TASK DESCRIPTION.
The lines wanted are those in the data below that include "section".

◆ ◆ ◆ ◆ ◆ ◆ ◆

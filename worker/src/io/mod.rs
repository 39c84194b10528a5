//! Side-effecting adapters: processes, git, the farmer, artifact storage.

pub mod artifacts;
pub mod config;
pub mod farmer;
pub mod git;
pub mod init;
pub mod process;
pub mod trace;
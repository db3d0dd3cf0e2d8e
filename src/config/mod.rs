//! Config Parser (C6): parses INI files and label maps into typed job
//! descriptors (spec.md §4.6).
//!
//! Both sources converge on the same `build_job_descriptor` function,
//! generalizing `Ayowel-cfc`'s `JobInfo::try_from(HashMap<String,
//! Vec<String>>)` (spec.md §9: reuse the teacher's/pack's shape rather than
//! inventing a new one).

pub mod ini;
pub mod labels;

use std::collections::{BTreeSet, HashMap};
use std::str::FromStr;
use std::time::Duration;

use crate::error::{ConfigError, SecurityPolicyError};
use crate::job::compose::ComposeJob;
use crate::job::exec::ExecJob;
use crate::job::local::LocalJob;
use crate::job::run::{parse_pull_policy, RunJob};
use crate::job::service_run::ServiceRunJob;
use crate::job::{JobDescriptor, JobKind, JobSource, JobType, MiddlewareConfig, RetryPolicy};
use crate::middleware::webhook::{Trigger, WebhookConfig};
use crate::schedule::ScheduleSpec;

/// A single field's shadowed (repeated-key) values, not yet narrowed to
/// scalar-vs-list (spec.md §4.6, §8: "exactly one shadowed value yields a
/// string; exactly two yields a two-element list").
pub type RawFields = HashMap<String, Vec<String>>;

/// Global `[global]` section (spec.md §6).
#[derive(Debug, Clone)]
pub struct GlobalConfig {
    pub log_level: String,
    pub enable_web: bool,
    pub web_address: String,
    pub save_folder: Option<String>,
    pub save_only_on_error: bool,
    pub restore_history_enabled: bool,
    pub restore_history_max_age: Option<Duration>,
    pub max_runtime: Duration,
    pub notification_cooldown: Duration,
    pub allow_host_jobs_from_labels: bool,
    pub webhook_allowed_hosts: Vec<String>,
    pub slack_webhook: Option<String>,
    pub smtp: Option<crate::middleware::mail::SmtpConfig>,
    pub mail_to: Vec<String>,
}

impl Default for GlobalConfig {
    fn default() -> Self {
        Self {
            log_level: "info".into(),
            enable_web: false,
            web_address: ":8080".into(),
            save_folder: None,
            save_only_on_error: false,
            restore_history_enabled: false,
            restore_history_max_age: None,
            max_runtime: Duration::ZERO,
            notification_cooldown: Duration::ZERO,
            allow_host_jobs_from_labels: false,
            webhook_allowed_hosts: Vec::new(),
            slack_webhook: None,
            smtp: None,
            mail_to: Vec::new(),
        }
    }
}

/// One fully-parsed webhook definition from a `[webhook "<name>"]` section.
pub fn webhook_config_from_fields(name: &str, fields: &RawFields) -> Result<WebhookConfig, ConfigError> {
    let url = scalar(fields, "url").ok_or_else(|| ConfigError::MissingField {
        name: name.into(),
        field: "url".into(),
    })?;
    Ok(WebhookConfig {
        name: name.to_string(),
        url,
        preset: scalar(fields, "preset"),
        id: scalar(fields, "id"),
        secret: scalar(fields, "secret"),
        trigger: scalar(fields, "trigger")
            .map(|s| Trigger::parse(&s))
            .unwrap_or(Trigger::OnFailure),
        timeout: scalar(fields, "timeout")
            .and_then(|s| humantime::parse_duration(&s).ok())
            .unwrap_or(Duration::from_secs(10)),
        retry_count: scalar(fields, "retry-count")
            .and_then(|s| s.parse().ok())
            .unwrap_or(0),
        retry_delay: scalar(fields, "retry-delay")
            .and_then(|s| humantime::parse_duration(&s).ok())
            .unwrap_or(Duration::from_secs(1)),
        link: scalar(fields, "link"),
        link_text: scalar(fields, "link-text"),
    })
}

fn scalar(fields: &RawFields, key: &str) -> Option<String> {
    fields.get(key).and_then(|v| v.last()).cloned()
}

fn list(fields: &RawFields, key: &str) -> Vec<String> {
    match fields.get(key) {
        None => Vec::new(),
        Some(values) if values.len() == 1 => {
            // A single shadowed value may itself be a JSON array (spec.md
            // §4.5 "multi-valued fields accept a single scalar or a JSON
            // array").
            let v = &values[0];
            if let Ok(parsed) = serde_json::from_str::<Vec<String>>(v) {
                parsed
            } else {
                vec![v.clone()]
            }
        }
        Some(values) => values.clone(),
    }
}

fn bool_field(fields: &RawFields, key: &str, default: bool) -> bool {
    scalar(fields, key)
        .and_then(|s| s.parse().ok())
        .unwrap_or(default)
}

fn levenshtein_threshold(key: &str) -> usize {
    (2 * key.len() / 5).min(3)
}

/// "Did you mean?" suggestion for an unrecognized key, per spec.md §4.6.
pub fn suggest_field(unknown: &str, known: &[&str]) -> Option<&'static str> {
    let threshold = levenshtein_threshold(unknown);
    known
        .iter()
        .map(|k| (*k, strsim::levenshtein(unknown, k)))
        .filter(|(_, d)| *d <= threshold)
        .min_by_key(|(_, d)| *d)
        .map(|(k, _)| k)
}

const COMMON_FIELDS: &[&str] = &[
    "schedule",
    "command",
    "history-limit",
    "max-retries",
    "retry-delay",
    "retry-max-delay",
    "retry-exponential",
    "no-overlap",
    "allow-parallel",
    "depends-on",
    "on-success",
    "on-failure",
    "slack-webhook",
    "mail-to",
    "save",
    "save-only-on-error",
    "webhooks",
];

const EXEC_FIELDS: &[&str] = &["container", "user", "tty", "environment"];
const RUN_FIELDS: &[&str] = &[
    "image",
    "network",
    "hostname",
    "entrypoint",
    "volume",
    "volumes-from",
    "environment",
    "delete",
    "pull",
    "max-runtime",
    "container",
];
const SERVICE_RUN_FIELDS: &[&str] = &["image", "network", "tty", "delete", "max-runtime"];
const LOCAL_FIELDS: &[&str] = &["dir", "environment"];
const COMPOSE_FIELDS: &[&str] = &["file", "service", "exec"];

fn warn_unknown_fields(job_name: &str, fields: &RawFields, known: &[&str]) {
    for key in fields.keys() {
        if COMMON_FIELDS.contains(&key.as_str()) || known.contains(&key.as_str()) {
            continue;
        }
        let mut candidates: Vec<&str> = COMMON_FIELDS.to_vec();
        candidates.extend_from_slice(known);
        match suggest_field(key, &candidates) {
            Some(suggestion) => {
                tracing::warn!(job = %job_name, key = %key, suggestion = %suggestion, "unknown field; did you mean?");
            }
            None => {
                tracing::warn!(job = %job_name, key = %key, "unknown field");
            }
        }
    }
}

/// Build a validated `JobDescriptor` from a job's raw fields, shared by the
/// INI parser and the label parser.
pub fn build_job_descriptor(
    job_type: JobType,
    name: &str,
    source: JobSource,
    fields: &RawFields,
    global: &GlobalConfig,
    allow_host_jobs_from_labels: bool,
) -> Result<JobDescriptor, ConfigError> {
    if source == JobSource::Label
        && matches!(job_type, JobType::Local | JobType::Compose)
        && !allow_host_jobs_from_labels
    {
        let kind = if matches!(job_type, JobType::Local) {
            "local"
        } else {
            "compose"
        };
        return Err(ConfigError::InvalidField {
            name: name.into(),
            field: "kind".into(),
            reason: SecurityPolicyError {
                kind,
                job: name.into(),
                container: "<label>".into(),
            }
            .to_string(),
        });
    }

    let schedule_raw = scalar(fields, "schedule").ok_or_else(|| ConfigError::MissingField {
        name: name.into(),
        field: "schedule".into(),
    })?;
    let schedule = ScheduleSpec::from_str(&schedule_raw).map_err(|e| ConfigError::InvalidSchedule {
        name: name.into(),
        schedule: schedule_raw.clone(),
        source: e,
    })?;

    let history_limit = scalar(fields, "history-limit")
        .and_then(|s| s.parse().ok())
        .unwrap_or(10usize);

    let retry = RetryPolicy {
        max_retries: scalar(fields, "max-retries").and_then(|s| s.parse().ok()).unwrap_or(0),
        retry_delay_ms: scalar(fields, "retry-delay")
            .and_then(|s| humantime::parse_duration(&s).ok())
            .map(|d| d.as_millis() as u64)
            .unwrap_or(0),
        retry_max_delay_ms: scalar(fields, "retry-max-delay")
            .and_then(|s| humantime::parse_duration(&s).ok())
            .map(|d| d.as_millis() as u64)
            .unwrap_or(0),
        retry_exponential: bool_field(fields, "retry-exponential", false),
    };

    let allow_parallel = !bool_field(fields, "no-overlap", false) && bool_field(fields, "allow-parallel", true);

    let dependencies: BTreeSet<String> = list(fields, "depends-on").into_iter().collect();
    let on_success = list(fields, "on-success");
    let on_failure = list(fields, "on-failure");

    let middleware = MiddlewareConfig {
        slack_webhook: scalar(fields, "slack-webhook").or_else(|| global.slack_webhook.clone()),
        mail_to: {
            let mut to = list(fields, "mail-to");
            if to.is_empty() {
                to = global.mail_to.clone();
            }
            to
        },
        save_to_disk: bool_field(fields, "save", global.save_folder.is_some()),
        save_only_on_error: bool_field(fields, "save-only-on-error", global.save_only_on_error),
        webhooks: list(fields, "webhooks"),
    };

    let kind = match job_type {
        JobType::Exec => {
            warn_unknown_fields(name, fields, EXEC_FIELDS);
            JobKind::Exec(ExecJob {
                container: scalar(fields, "container").ok_or_else(|| ConfigError::MissingField {
                    name: name.into(),
                    field: "container".into(),
                })?,
                command: scalar(fields, "command").ok_or_else(|| ConfigError::MissingField {
                    name: name.into(),
                    field: "command".into(),
                })?,
                user: scalar(fields, "user"),
                tty: bool_field(fields, "tty", false),
                env: list(fields, "environment"),
            })
        }
        JobType::Run => {
            warn_unknown_fields(name, fields, RUN_FIELDS);
            JobKind::Run(RunJob {
                image: scalar(fields, "image").unwrap_or_default(),
                command: scalar(fields, "command").ok_or_else(|| ConfigError::MissingField {
                    name: name.into(),
                    field: "command".into(),
                })?,
                network: scalar(fields, "network"),
                hostname: scalar(fields, "hostname"),
                entrypoint: fields.get("entrypoint").cloned(),
                volumes: list(fields, "volume"),
                volumes_from: list(fields, "volumes-from"),
                env: list(fields, "environment"),
                delete_on_exit: bool_field(fields, "delete", true),
                pull: scalar(fields, "pull").map(|s| parse_pull_policy(&s)).unwrap_or(
                    crate::job::run::PullPolicy::IfNotPresent,
                ),
                max_runtime: scalar(fields, "max-runtime")
                    .and_then(|s| humantime::parse_duration(&s).ok())
                    .unwrap_or(global.max_runtime),
                existing_container: scalar(fields, "container"),
            })
        }
        JobType::ServiceRun => {
            warn_unknown_fields(name, fields, SERVICE_RUN_FIELDS);
            JobKind::ServiceRun(ServiceRunJob {
                image: scalar(fields, "image").ok_or_else(|| ConfigError::MissingField {
                    name: name.into(),
                    field: "image".into(),
                })?,
                command: scalar(fields, "command").ok_or_else(|| ConfigError::MissingField {
                    name: name.into(),
                    field: "command".into(),
                })?,
                network: scalar(fields, "network"),
                tty: bool_field(fields, "tty", false),
                delete_on_exit: bool_field(fields, "delete", true),
                max_runtime: scalar(fields, "max-runtime")
                    .and_then(|s| humantime::parse_duration(&s).ok())
                    .unwrap_or(global.max_runtime),
            })
        }
        JobType::Local => {
            warn_unknown_fields(name, fields, LOCAL_FIELDS);
            JobKind::Local(LocalJob {
                command: scalar(fields, "command").ok_or_else(|| ConfigError::MissingField {
                    name: name.into(),
                    field: "command".into(),
                })?,
                dir: scalar(fields, "dir"),
                env: list(fields, "environment"),
            })
        }
        JobType::Compose => {
            warn_unknown_fields(name, fields, COMPOSE_FIELDS);
            JobKind::Compose(ComposeJob {
                file: scalar(fields, "file").ok_or_else(|| ConfigError::MissingField {
                    name: name.into(),
                    field: "file".into(),
                })?,
                service: scalar(fields, "service").ok_or_else(|| ConfigError::MissingField {
                    name: name.into(),
                    field: "service".into(),
                })?,
                command: scalar(fields, "command").unwrap_or_default(),
                exec: bool_field(fields, "exec", false),
            })
        }
    };

    Ok(JobDescriptor {
        name: name.to_string(),
        job_type,
        source,
        schedule_raw,
        schedule,
        history_limit,
        retry,
        allow_parallel,
        dependencies,
        on_success,
        on_failure,
        middleware,
        kind,
    })
}

#[cfg(test)]
mod tests {
    use super::*;

    #[test]
    fn suggestion_within_threshold() {
        let known = ["schedule", "command", "container"];
        assert_eq!(suggest_field("schedlue", &known), Some("schedule"));
    }

    #[test]
    fn suggestion_outside_threshold_is_none() {
        let known = ["schedule", "command", "container"];
        assert_eq!(suggest_field("zzzzzzzz", &known), None);
    }

    #[test]
    fn shadowed_single_value_is_scalar_equivalent() {
        let mut fields = RawFields::new();
        fields.insert("depends-on".into(), vec!["a".into()]);
        assert_eq!(list(&fields, "depends-on"), vec!["a".to_string()]);
    }

    #[test]
    fn shadowed_two_values_is_list() {
        let mut fields = RawFields::new();
        fields.insert("depends-on".into(), vec!["a".into(), "b".into()]);
        assert_eq!(
            list(&fields, "depends-on"),
            vec!["a".to_string(), "b".to_string()]
        );
    }

    #[test]
    fn compose_from_label_refused_without_allow_flag() {
        let mut fields = RawFields::new();
        fields.insert("schedule".into(), vec!["@hourly".into()]);
        fields.insert("file".into(), vec!["docker-compose.yml".into()]);
        fields.insert("service".into(), vec!["db".into()]);
        let result = build_job_descriptor(
            JobType::Compose,
            "c",
            JobSource::Label,
            &fields,
            &GlobalConfig::default(),
            false,
        );
        assert!(result.is_err());
    }

    #[test]
    fn compose_from_label_allowed_with_flag() {
        let mut fields = RawFields::new();
        fields.insert("schedule".into(), vec!["@hourly".into()]);
        fields.insert("file".into(), vec!["docker-compose.yml".into()]);
        fields.insert("service".into(), vec!["db".into()]);
        fields.insert("command".into(), vec!["echo hi".into()]);
        let result = build_job_descriptor(
            JobType::Compose,
            "c",
            JobSource::Label,
            &fields,
            &GlobalConfig::default(),
            true,
        );
        assert!(result.is_ok());
    }
}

◆ ◆ ◆ ◆ ◆ ◆ ◆

REPLY TO THE TASK.
/// Global `[global]` section (spec.md §6).
/// One fully-parsed webhook definition from a `[webhook "<name>"]` section.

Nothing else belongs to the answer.